Web Scraping API
Please clone this GIT repository
git clone https://gitlab.com/miloszsobiczewski/webscraper.git/
Change directory to webscraper and run
sudo docker-compose up
After docker image installation is complete you can find the application running in you browser under following url:
http://0.0.0.0:8000/api/
Interface of the API allows to select few options:
- Site url - url that will be the target of web scraping
- Text indicator - indicates whether or not to scrap and save text to local system
- Image indicator - indicates whether or not site will be scanned for images and then saved to local system if possible
Standard Django SQLite database was used. Following information are stored for scraping tasks:
- site url
- status
- text indicator
- image indicator
- text file location (if saved)
- image files locations (if saved)
- schedule date
All data regarding scheduled tasks can be find here:
http://0.0.0.0:8000/admin/api/task/
login: new
password: New_12345
Scraped files are stored in ./static/api/TAKS_ID directory
Mentioned database was also used for scraping tasks monitoring. Additionally Task status dashboard was created under following url:
http://0.0.0.0:8000/api/tasks/
Dashboard allows to check the current task status and download scraped data ( text and images ) for all completed ones.
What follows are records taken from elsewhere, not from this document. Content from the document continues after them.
// src/formatter/xml.rs
//! XML report formatter
//!
//! ```text
//! <HtmlUnitReport>
//!   <recorderUUID>...</recorderUUID>
//!   <records>
//!     <record>
//!       <className>...</className>
//!       ...
//!     </record>
//!   </records>
//! </HtmlUnitReport>
//! ```
//!
//! Each property becomes a child element named after it. Characters a name
//! may not contain are replaced with `_`. Absent values become empty
//! elements.

use crate::formatter::escape::escape_xml;
use crate::formatter::{Formatter, OutputFormat};
use crate::recording::introspect::PropertyView;
use crate::recording::record::{Recordable, SharedRecord};
use crate::utils::errors::Result;
use std::borrow::Cow;
use std::fmt::Write as _;
use tracing::debug;

/// Document element of every XML report
pub const XML_ROOT_ELEMENT: &str = "HtmlUnitReport";

const INDENT_RECORD: &str = "    ";
const INDENT_PROPERTY: &str = "      ";

/// XML formatter
#[derive(Debug, Clone, Default)]
pub struct XmlFormatter;

impl XmlFormatter {
    pub fn new() -> Self {
        Self
    }

    fn open_document(xml: &mut String, session_id: &str) {
        let _ = writeln!(xml, "<{}>", XML_ROOT_ELEMENT);
        let _ = writeln!(xml, "  <recorderUUID>{}</recorderUUID>", escape_xml(session_id));
    }

    fn close_document(xml: &mut String) {
        let _ = writeln!(xml, "</{}>", XML_ROOT_ELEMENT);
    }

    fn append_properties(xml: &mut String, record: &dyn Recordable) {
        let view = PropertyView::of(record);
        for (name, value) in view.entries() {
            let name = element_name(name);
            let _ = writeln!(
                xml,
                "{}<{name}>{}</{name}>",
                INDENT_PROPERTY,
                escape_xml(value.as_deref().unwrap_or("")),
            );
        }
    }
}

/// Map a property name onto a valid XML element name
fn element_name(name: &str) -> Cow<'_, str> {
    let is_start = |c: char| c.is_alphabetic() || c == '_';
    let is_rest = |c: char| is_start(c) || c.is_alphanumeric() || matches!(c, '-' | '.');

    let mut chars = name.chars();
    let valid = match chars.next() {
        Some(first) => is_start(first) && chars.all(is_rest),
        None => false,
    };
    if valid {
        return Cow::Borrowed(name);
    }

    let mut fixed: String = name
        .chars()
        .map(|c| if is_rest(c) { c } else { '_' })
        .collect();
    if !fixed.starts_with(is_start) {
        fixed.insert(0, '_');
    }
    Cow::Owned(fixed)
}

impl Formatter for XmlFormatter {
    fn format_records(&self, records: &[SharedRecord], session_id: &str) -> Result<String> {
        debug!("Formatting {} records as XML", records.len());

        let mut xml = String::new();
        Self::open_document(&mut xml, session_id);
        xml.push_str("  <records>\n");
        for record in records {
            let _ = writeln!(xml, "{}<record>", INDENT_RECORD);
            Self::append_properties(&mut xml, record.as_ref());
            let _ = writeln!(xml, "{}</record>", INDENT_RECORD);
        }
        xml.push_str("  </records>\n");
        Self::close_document(&mut xml);

        Ok(xml)
    }

    fn format_record(&self, record: &dyn Recordable, session_id: &str) -> Result<String> {
        let mut xml = String::new();
        Self::open_document(&mut xml, session_id);
        xml.push_str("  <record>\n");
        Self::append_properties(&mut xml, record);
        xml.push_str("  </record>\n");
        Self::close_document(&mut xml);

        Ok(xml)
    }

    fn output_format(&self) -> OutputFormat {
        OutputFormat::Xml
    }
}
For all dedicated methods used in the service unit tests were written. To run unit tests use following command with appropriate CONTAINDER_ID:
sudo docker exec -it CONTAINDER_ID python unittests.py
- Provided site url will be checked for response availability.
- Either text or image - one of the scraping options needs to be selected.
- Tested and working well on urls like:
- Not very effective on following ones:
- It is not 100% REST API, though it can be transformed using Django Rest Framework - which a did not have the opportunity to use so far.